Atrás também há bom vão para pernas para até três adultos de estatura média. A suspensão traseira multibraço independente confere equilíbrio no rodar e filtra bem ondulações, buracos e quebra-molas. Já o porta-malas de 519 litros comporta duas malas grandes e ainda sobra espaço.

5 – Dinâmica sem muita empolgação

O Honda Civic nunca foi um carro que empolgou em termos de acerto dinâmico. O modelo oferece boa estabilidade, mas tem uma pegada quase neutra em curvas e altas velocidades. A direção com assistência elétrica é precisa, porém, tem acerto mais suave. Em resumo, o conjunto não compromete, mas também é só.

Honda Civic Touring 1.5 turbo 2017 banco traseiro cinza escuro sedã médio
O espaço interno é um dos pontos fortes do sedã médio, que tem banco traseiro com ampla área para as pernas

6 – Boa lista de equipamentos na versão de topo

Versão topo de linha, o Honda Civic Touring era o modelo mais completo da gama. Na parte de segurança, são seis airbags, controles eletrônicos de estabilidade e tração, assistente à partida em rampas, câmera de ré, sensor de estacionamento dianteiro e retrovisor eletrocrômico.

No que diz respeito a conforto, ar-condicionado automático de duas zonas, bancos revestidos em couro, aletas para troca de marchas sequenciais no volante, retrovisores rebatíveis eletricamente, Auto Hold, chave presencial, freio de estacionamento eletrônico, bancos dianteiros com ajustes elétricos, sensores de luminosidade e de chuva, entre outros.

7 – Lane Watch é um diferencial do Honda Civic Touring

Um dos itens de série diferentes e legais do Honda Civic é o sistema de detecção de ponto cego. Ele não fica restrito a alertas luminosos caso um carro esteja fora do campo de visão do motorista. O Lane Watch tem uma câmera no retrovisor externo direito, cujas imagens são exibidas na tela da central multimídia toda vez que o motorista aciona a seta para a direita.
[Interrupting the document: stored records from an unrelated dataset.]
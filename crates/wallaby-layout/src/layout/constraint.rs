//! Immutable constraint space for the inline pipeline.
//!
//! [§ 9.4.2 Inline formatting contexts](https://www.w3.org/TR/CSS2/visuren.html#inline-formatting)
//!
//! "The width of a line box is determined by a containing block and the
//! presence of floats."
//!
//! A constraint space bundles everything line breaking and fragment
//! construction need to know about their surroundings: the available size,
//! the floats already placed, and the text properties of the block being
//! laid out. It is a value type. Every `with_*` operation returns a new
//! space and shares the unchanged parts, so holding an old snapshot is
//! always safe and cloning is cheap.

use crate::style::{TextAlignValue, WhiteSpaceValue};

use super::box_model::Size;
use super::exclusion::{Exclusion, ExclusionSpace};

/// The inputs one inline layout pass runs against.
#[derive(Debug, Clone)]
pub struct ConstraintSpace {
    /// Available content size of the containing block.
    available: Size,
    /// Floats intruding into the available space.
    exclusions: ExclusionSpace,
    /// [§ 16.2 'text-align'](https://www.w3.org/TR/CSS2/text.html#alignment-prop)
    text_align: TextAlignValue,
    /// Line breaking is suppressed under `white-space: nowrap`.
    no_wrap: bool,
}

impl ConstraintSpace {
    /// A space with no exclusions, left alignment, and wrapping enabled.
    #[must_use]
    pub fn new(available: Size) -> Self {
        Self {
            available,
            exclusions: ExclusionSpace::new(available.width),
            text_align: TextAlignValue::default(),
            no_wrap: false,
        }
    }

    /// The same space with one more exclusion recorded.
    #[must_use]
    pub fn with_exclusion(&self, exclusion: Exclusion) -> Self {
        Self {
            exclusions: self.exclusions.add(exclusion),
            ..self.clone()
        }
    }

    /// The same space with its exclusion set replaced wholesale.
    ///
    /// Used when seeding a pipeline run with floats placed by earlier
    /// siblings in the same block formatting context.
    #[must_use]
    pub fn with_exclusion_space(&self, exclusions: ExclusionSpace) -> Self {
        Self {
            exclusions,
            ..self.clone()
        }
    }

    /// The same space with a different available width.
    ///
    /// The exclusion set is carried over unchanged; intrusion offsets keep
    /// being measured in the frame the exclusions were recorded in.
    #[must_use]
    pub fn with_available_width(&self, width: f32) -> Self {
        Self {
            available: Size {
                width,
                height: self.available.height,
            },
            ..self.clone()
        }
    }

    /// The same space with a different text alignment.
    #[must_use]
    pub fn with_text_align(&self, text_align: TextAlignValue) -> Self {
        Self {
            text_align,
            ..self.clone()
        }
    }

    /// The same space with wrapping suppressed or restored.
    #[must_use]
    pub fn with_white_space(&self, white_space: WhiteSpaceValue) -> Self {
        Self {
            no_wrap: matches!(white_space, WhiteSpaceValue::Nowrap),
            ..self.clone()
        }
    }

    /// Available content size of the containing block.
    #[must_use]
    pub const fn available(&self) -> Size {
        self.available
    }

    /// Available content width, ignoring floats.
    #[must_use]
    pub const fn available_width(&self) -> f32 {
        self.available.width
    }

    /// The exclusion set this space carries.
    #[must_use]
    pub const fn exclusions(&self) -> &ExclusionSpace {
        &self.exclusions
    }

    /// Text alignment of the block being laid out.
    #[must_use]
    pub const fn text_align(&self) -> TextAlignValue {
        self.text_align
    }

    /// True when line breaking is suppressed.
    #[must_use]
    pub const fn no_wrap(&self) -> bool {
        self.no_wrap
    }

    /// Float intrusion offsets for the band `[y, y + height)`.
    #[must_use]
    pub fn available_inline_offsets(&self, y: f32, height: f32) -> (f32, f32) {
        self.exclusions.available_inline_offsets(y, height)
    }

    /// Inline space left for content in the band `[y, y + height)`.
    ///
    /// Available width minus both float intrusions. May be negative when
    /// floats overconstrain the band; callers clamp.
    #[must_use]
    pub fn available_inline_size(&self, y: f32, height: f32) -> f32 {
        let (left, right) = self.available_inline_offsets(y, height);
        self.available.width - left - right
    }
}
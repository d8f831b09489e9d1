//! Common utilities for the Wallaby layout engine.
//!
//! This crate provides shared infrastructure used by all engine components:
//! - **Warning System** - colored terminal output for unsupported inputs

pub mod warning;

pub use warning::{clear_warnings, warn_once};
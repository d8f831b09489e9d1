//! Unresolved and auto value types for CSS layout.
//!
//! [§ 6 Computed Values](https://www.w3.org/TR/css-cascade-4/#computed)

use crate::style::{AutoLength, LengthValue};

use super::box_model::{EdgeSizes, Size};

/// [§ 6 Computed Values](https://www.w3.org/TR/css-cascade-4/#computed)
///
/// "The computed value is the result of resolving the specified value...
/// as far as possible without laying out the document."
///
/// Edge sizes storing unresolved length values. Percentages and
/// font-relative units cannot be resolved until layout knows the containing
/// block width and the element's font size, so boxes carry these until then.
#[derive(Debug, Clone, Default)]
pub struct UnresolvedEdgeSizes {
    /// Top edge (unresolved).
    pub top: Option<LengthValue>,
    /// Right edge (unresolved).
    pub right: Option<LengthValue>,
    /// Bottom edge (unresolved).
    pub bottom: Option<LengthValue>,
    /// Left edge (unresolved).
    pub left: Option<LengthValue>,
}

impl UnresolvedEdgeSizes {
    /// [§ 6.1 Used Values](https://www.w3.org/TR/css-cascade-4/#used)
    ///
    /// "The used value is the result of taking the computed value and
    /// completing any remaining calculations to make it the absolute
    /// theoretical value used in the layout of the document."
    ///
    /// Resolve all four edges to pixels. Unspecified edges resolve to zero.
    ///
    /// [§ 8.4 Padding properties](https://www.w3.org/TR/CSS2/box.html#padding-properties)
    /// "Percentages: refer to width of containing block" - this holds for
    /// the top and bottom edges too, so a single containing-block width
    /// serves all four.
    #[must_use]
    pub fn resolve(&self, font_size: f32, viewport: Size, containing_width: f32) -> EdgeSizes {
        let px = |edge: &Option<LengthValue>| {
            edge.as_ref().map_or(0.0, |length| {
                #[allow(clippy::cast_possible_truncation)]
                let value = length.resolve(
                    f64::from(font_size),
                    (f64::from(viewport.width), f64::from(viewport.height)),
                    f64::from(containing_width),
                ) as f32;
                value
            })
        };
        EdgeSizes {
            top: px(&self.top),
            right: px(&self.right),
            bottom: px(&self.bottom),
            left: px(&self.left),
        }
    }
}

/// [§ 6 Computed Values](https://www.w3.org/TR/css-cascade-4/#computed)
///
/// Edge sizes storing unresolved auto-or-length values. Used for margins
/// and box offsets, where `auto` has meaning of its own and must survive
/// until width resolution.
#[derive(Debug, Clone, Default)]
pub struct UnresolvedAutoEdgeSizes {
    /// Top edge (unresolved, can be auto).
    pub top: Option<AutoLength>,
    /// Right edge (unresolved, can be auto).
    pub right: Option<AutoLength>,
    /// Bottom edge (unresolved, can be auto).
    pub bottom: Option<AutoLength>,
    /// Left edge (unresolved, can be auto).
    pub left: Option<AutoLength>,
}

impl UnresolvedAutoEdgeSizes {
    /// [§ 6.1 Used Values](https://www.w3.org/TR/css-cascade-4/#used)
    ///
    /// Resolve each edge to [`AutoOr`]. Lengths become pixels; `auto` is
    /// preserved for width and margin resolution; unspecified edges resolve
    /// to zero (the initial margin).
    #[must_use]
    pub fn resolve(&self, font_size: f32, viewport: Size, containing_width: f32) -> AutoEdgeSizes {
        let resolve_edge = |edge: &Option<AutoLength>| {
            edge.as_ref().map_or(AutoOr::Length(0.0), |auto_length| {
                Self::resolve_auto_length(auto_length, font_size, viewport, containing_width)
            })
        };
        AutoEdgeSizes {
            top: resolve_edge(&self.top),
            right: resolve_edge(&self.right),
            bottom: resolve_edge(&self.bottom),
            left: resolve_edge(&self.left),
        }
    }

    /// Resolve a single auto-or-length value.
    ///
    /// [§ 10.3.3](https://www.w3.org/TR/CSS2/visudet.html#blockwidth)
    /// `auto` is preserved; it is resolved during width calculation.
    #[must_use]
    pub fn resolve_auto_length(
        auto_length: &AutoLength,
        font_size: f32,
        viewport: Size,
        containing_width: f32,
    ) -> AutoOr {
        match auto_length {
            AutoLength::Auto => AutoOr::Auto,
            AutoLength::Length(length) => {
                #[allow(clippy::cast_possible_truncation)]
                let value = length.resolve(
                    f64::from(font_size),
                    (f64::from(viewport.width), f64::from(viewport.height)),
                    f64::from(containing_width),
                ) as f32;
                AutoOr::Length(value)
            }
        }
    }
}

/// [§ 4.4 Automatic values](https://www.w3.org/TR/CSS2/cascade.html#value-def-auto)
///
/// "Some properties can take the keyword 'auto' as a value. This keyword
/// allows the user agent to compute the value based on other properties."
///
/// A value that is either `auto` or already resolved to pixels.
#[derive(Debug, Clone, Copy, PartialEq)]
pub enum AutoOr {
    /// The value is 'auto' and must be resolved during layout.
    Auto,
    /// The value is a specific length in pixels.
    Length(f32),
}

impl Default for AutoOr {
    fn default() -> Self {
        Self::Auto
    }
}

impl AutoOr {
    /// Check if the value is 'auto'.
    #[must_use]
    pub const fn is_auto(&self) -> bool {
        matches!(self, Self::Auto)
    }

    /// Get the length value, or a default if 'auto'.
    #[must_use]
    pub const fn to_px_or(&self, default: f32) -> f32 {
        match self {
            Self::Length(v) => *v,
            Self::Auto => default,
        }
    }
}

/// [§ 8 Box model](https://www.w3.org/TR/CSS2/box.html)
///
/// Edge values where each side can be 'auto' or a resolved length. Used for
/// margins, where 'auto' has special meaning (centering).
#[derive(Debug, Clone, Copy, Default)]
pub struct AutoEdgeSizes {
    /// Top edge value.
    pub top: AutoOr,
    /// Right edge value.
    pub right: AutoOr,
    /// Bottom edge value.
    pub bottom: AutoOr,
    /// Left edge value.
    pub left: AutoOr,
}

impl AutoEdgeSizes {
    /// The four edges with every `auto` replaced by zero.
    ///
    /// [§ 8.3 Margin properties](https://www.w3.org/TR/CSS2/box.html#margin-properties)
    /// "If 'margin-top' or 'margin-bottom' are 'auto', their used value is 0."
    #[must_use]
    pub const fn zeroing_auto(&self) -> EdgeSizes {
        EdgeSizes {
            top: self.top.to_px_or(0.0),
            right: self.right.to_px_or(0.0),
            bottom: self.bottom.to_px_or(0.0),
            left: self.left.to_px_or(0.0),
        }
    }
}
impl FragmentConstructor<'_, '_> {
    fn construct_line(&mut self, line: &LineInfo) {
        let mut fragments = Vec::new();

        // STEP 1: Place this line's floats before anything else; their
        // exclusions shape where the line's content may sit.
        //
        // [§ 9.5.1 Rule 4]: "A floating box's outer top may not be higher
        // than the top of its containing block" and Rule 6 keeps it no
        // higher than its line, so the candidate position is the line top.
        for item in &line.items {
            let InlineItemKind::Float { box_path, side } = &item.kind else {
                continue;
            };
            let Some(child) = box_at_path(self.pass.block, box_path) else {
                continue;
            };
            let size = measure_float_margin_box(
                child,
                self.pass.metrics,
                self.pass.viewport,
                self.pass.containing_width,
            );
            let margin_box = self.floats.place(*side, size, line.y);
            self.outcome.placements.push(ChildPlacement::Float {
                box_path: box_path.clone(),
                margin_box,
            });
            fragments.push(Fragment {
                rect: margin_box,
                node: child.node_id(),
                kind: FragmentKind::Float,
            });
        }

        // STEP 2: Requery the band now that the line's floats exist. The
        // probe height matches the breaker's so both phases agree on which
        // floats intersect the line.
        let exclusions = self
            .floats
            .exclusion_space(self.pass.content_origin_x, self.pass.containing_width);
        let (left, right) =
            exclusions.available_inline_offsets(line.y, self.pass.strut_height);
        let available = (self.pass.containing_width - left - right).max(0.0);

        // STEP 3: Alignment offset from the slack left over on the line.
        //
        // [§ 16.2](https://www.w3.org/TR/CSS2/text.html#alignment-prop)
        // "When the total width of the inline-level boxes on a line is less
        // than the width of the line box containing them, their horizontal
        // distribution within the line box is determined by the
        // 'text-align' property."
        let content_width: f32 = line.items.iter().map(|item| item.size.width).sum();
        let slack = (available - content_width).max(0.0);
        let shift = match self.pass.block.text_align {
            TextAlignValue::Left => 0.0,
            TextAlignValue::Right => slack,
            TextAlignValue::Center => slack / 2.0,
            TextAlignValue::Justify => {
                warn_once("Layout", "text-align: justify is not supported, treating as left");
                0.0
            }
        };
        let start_x = self.pass.content_origin_x + left + shift;

        // STEP 4: Open inline boxes carried over from earlier lines start
        // a new region at this line's start.
        for frame in &mut self.frame_starts {
            *frame = start_x;
        }

        // STEP 5: Position items left to right. Every rect is final here.
        let mut x = start_x;
        for item in &line.items {
            match &item.kind {
                InlineItemKind::Text { text, font_size } => {
                    fragments.push(Fragment {
                        rect: Rect {
                            x,
                            y: line.y,
                            width: item.size.width,
                            height: item.size.height,
                        },
                        node: None,
                        kind: FragmentKind::Text {
                            text: text.clone(),
                            font_size: *font_size,
                        },
                    });
                    x += item.size.width;
                }
                InlineItemKind::OpenTag { box_path } => {
                    self.open_stack.push(OpenInlineState {
                        box_path: box_path.clone(),
                        emitted: false,
                    });
                    self.frame_starts.push(x);
                    x += item.size.width;
                }
                InlineItemKind::CloseTag { .. } => {
                    x += item.size.width;
                    self.close_inline_box(line, x, &mut fragments);
                }
                InlineItemKind::Atomic { box_path } => {
                    let node = box_at_path(self.pass.block, box_path)
                        .and_then(LayoutBox::node_id);
                    self.outcome.placements.push(ChildPlacement::Atomic {
                        box_path: box_path.clone(),
                        margin_x: x,
                        margin_y: line.y,
                    });
                    fragments.push(Fragment {
                        rect: Rect {
                            x,
                            y: line.y,
                            width: item.size.width,
                            height: item.size.height,
                        },
                        node,
                        kind: FragmentKind::Atomic,
                    });
                    x += item.size.width;
                }
                InlineItemKind::BlockChild { box_path } => {
                    let node = box_at_path(self.pass.block, box_path)
                        .and_then(LayoutBox::node_id);
                    fragments.push(Fragment {
                        rect: Rect {
                            x,
                            y: line.y,
                            width: 0.0,
                            height: 0.0,
                        },
                        node,
                        kind: FragmentKind::BlockPlaceholder,
                    });
                }
                // Floats were placed in STEP 1; forced breaks occupy
                // nothing.
                InlineItemKind::Float { .. } | InlineItemKind::Control => {}
            }
        }

        // STEP 6: Inline boxes still open at the line's end contributed a
        // region to this line; record it with the right edge withheld.
        if line.height > 0.0 {
            for (state, &start) in self.open_stack.iter_mut().zip(&self.frame_starts) {
                let node = box_at_path(self.pass.block, &state.box_path)
                    .and_then(LayoutBox::node_id);
                let fragment = Fragment {
                    rect: Rect {
                        x: start,
                        y: line.y,
                        width: x - start,
                        height: line.height,
                    },
                    node,
                    kind: FragmentKind::InlineBox {
                        first: !state.emitted,
                        last: false,
                    },
                };
                state.emitted = true;
                self.outcome
                    .stitches
                    .push((state.box_path.clone(), fragment.clone()));
                fragments.push(fragment);
            }
        }

        // STEP 7: Record the completed line and the band it used.
        self.outcome.bands.push(LineBand {
            left_offset: left,
            available_width: available,
        });
        self.outcome.line_boxes.push(LineBox {
            rect: Rect {
                x: start_x,
                y: line.y,
                width: content_width,
                height: line.height,
            },
            baseline: line.height * 0.8,
            fragments,
        });
    }

    /// Pop the innermost open inline box and emit its final fragment,
    /// ending at `end_x`.
    fn close_inline_box(&mut self, line: &LineInfo, end_x: f32, fragments: &mut Vec<Fragment>) {
        let Some(state) = self.open_stack.pop() else {
            return;
        };
        let start = self.frame_starts.pop().unwrap_or(self.pass.content_origin_x);
        let node = box_at_path(self.pass.block, &state.box_path).and_then(LayoutBox::node_id);
        let fragment = Fragment {
            rect: Rect {
                x: start,
                y: line.y,
                width: end_x - start,
                height: line.height,
            },
            node,
            kind: FragmentKind::InlineBox {
                first: !state.emitted,
                last: true,
            },
        };
        self.outcome
            .stitches
            .push((state.box_path, fragment.clone()));
        fragments.push(fragment);
    }
}
use crate::style::{
    AutoLength, BoxSizingValue, ClearValue, DisplayValue, FloatValue, LengthValue,
    LineHeightValue, OuterDisplayType, OverflowValue, PositionValue, StyleMap, TextAlignValue,
    WhiteSpaceValue,
};

use super::box_model::{BoxDimensions, Size};
use super::default_display_for_element;
use super::exclusion::FloatSide;
use super::float::ClearSide;
use super::fragment::{Fragment, LineBox};
use super::values::{UnresolvedAutoEdgeSizes, UnresolvedEdgeSizes};

/// [§ 10.3.2 Inline, replaced elements](https://www.w3.org/TR/CSS2/visudet.html#inline-replaced-width)
///
/// "Otherwise, if 'width' has a computed value of 'auto', and the element
/// has no intrinsic width, then the used value of 'width' becomes 300px."
pub const FALLBACK_REPLACED_WIDTH: f32 = 300.0;

/// [§ 10.6.2 Inline replaced elements](https://www.w3.org/TR/CSS2/visudet.html#inline-replaced-height)
///
/// "Otherwise, if 'height' has a computed value of 'auto', and the element
/// has no intrinsic height, then its used value is... 150px."
pub const FALLBACK_REPLACED_HEIGHT: f32 = 150.0;

/// Intrinsic sizes for replaced content, keyed by the element's node.
///
/// The engine does no fetching; the embedder resolves image dimensions
/// ahead of time and hands them in. Elements missing from the map fall back
/// to their width/height attributes, then to the 300x150 placeholder.
pub type ReplacedSizes = HashMap<NodeId, Size>;

/// [§ 9.2 Controlling box generation](https://www.w3.org/TR/CSS2/visuren.html#box-gen)
///
/// "The following sections describe the types of boxes that may be generated
/// in CSS 2.1. A box's type affects, in part, its behavior in the visual
/// formatting model."
#[derive(Debug, Clone)]
pub enum BoxType {
    /// [§ 9.2 Principal box](https://www.w3.org/TR/css-display-3/#principal-box)
    ///
    /// "Most elements generate a single principal box."
    /// Carries the `NodeId` referencing the generating DOM element.
    Principal(NodeId),

    /// [§ 9.2.1.1 Anonymous inline boxes](https://www.w3.org/TR/CSS2/visuren.html#anonymous-inline)
    ///
    /// "Any text that is directly contained inside a block container element
    /// (not inside an inline element) must be treated as an anonymous inline
    /// element."
    AnonymousInline(String),

    /// A forced line break generated by a `<br>` element.
    ///
    /// [§ 15.3.3 Flow content](https://html.spec.whatwg.org/multipage/rendering.html#flow-content-3)
    /// "br { display-outside: newline; }"
    LineBreak,
}

/// Resolved `::first-letter` text styling for a block container.
///
/// [§ 5.1 The ::first-letter pseudo-element](https://www.w3.org/TR/CSS2/selector.html#first-letter)
#[derive(Debug, Clone, Copy)]
pub struct FirstLetterStyle {
    /// Font size for the first letter, in pixels.
    pub font_size: f32,
    /// Line height contribution of the first letter, in pixels.
    pub line_height: f32,
}
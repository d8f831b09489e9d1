//! Engine warnings with colored terminal output.
//!
//! Layout never fails on unsupported input; it falls back and reports the
//! input here instead. Deduplication keeps a property that appears on every
//! node from flooding the terminal.

use std::collections::HashSet;
use std::sync::Mutex;

/// ANSI color codes for terminal output
const YELLOW: &str = "\x1b[33m";
const RESET: &str = "\x1b[0m";

/// Global set of warnings we've already printed (to deduplicate)
static WARNED: Mutex<Option<HashSet<String>>> = Mutex::new(None);

/// Warn about an unsupported input (prints once per unique message)
///
/// # Example
/// ```ignore
/// warn_once("Style", "unsupported length unit 'pt' in width: 12pt");
/// ```
///
/// # Panics
/// Panics if the global warning set mutex is poisoned.
pub fn warn_once(component: &str, message: &str) {
    let key = format!("[{component}] {message}");
    let should_print = WARNED
        .lock()
        .unwrap()
        .get_or_insert_with(HashSet::new)
        .insert(key);

    if should_print {
        eprintln!("{YELLOW}[Wallaby {component}] ⚠ {message}{RESET}");
    }
}

/// Clear all recorded warnings (call between documents, and in tests)
///
/// # Panics
/// Panics if the global warning set mutex is poisoned.
pub fn clear_warnings() {
    let mut guard = WARNED.lock().unwrap();
    if let Some(set) = guard.as_mut() {
        set.clear();
    }
}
8 – Já a central multimídia deixa a desejar

O sistema de entretenimento do Honda Civic Touring deixa a desejar, ainda mais para a categoria a qual o carro pretendia ocupar. O display de cinco polegadas tem visualização ruim, a operação é confusa, o sistema tem respostas lentas e poucos recursos. Pelo menos espelha celular e tem entradas USB e HDMI, além de GPS nativo.

9 – Manutenção do Honda Civic

Ao contrário do Corolla, o Honda Civic nunca teve um plano de revisões dos mais baratos. A cesta de peças também tem valores apenas regulares.

Revisões preço fixo:

  • 60.000 km: R$ 1.922,21
  • 70.000 km: R$ 712,12
  • 80.000 km: R$ 2.334,98

Peças originais:

  • Disco de freio dianteiro: R$ 495,63
  • Filtro de óleo: R$ 57,52
  • Jogo de pastilhas de freio dianteiro: R$ 598,01
  • Conjunto lanterna traseira esquerda: R$ 1.749,49
  • Filtro de ar elemento: R$ 104,01
  • Jogo de velas de ignição: R$ 259,66

10 – Principais problemas do Honda Civic Touring

O Honda Civic tem a mesma fama de carro que não quebra do arquirrival Corolla. Mesmo assim, não existem milagres. O carro costuma apresentar falhas no sensor de combustível e proprietários se queixavam também de pneus descascados ainda novos. Outra queixa recorrente é quanto à dificuldade de encontrar peças.

Fique atento ao recall da bomba de combustível, que atingiu modelos produzidos entre novembro de 2018 e dezembro de 2019.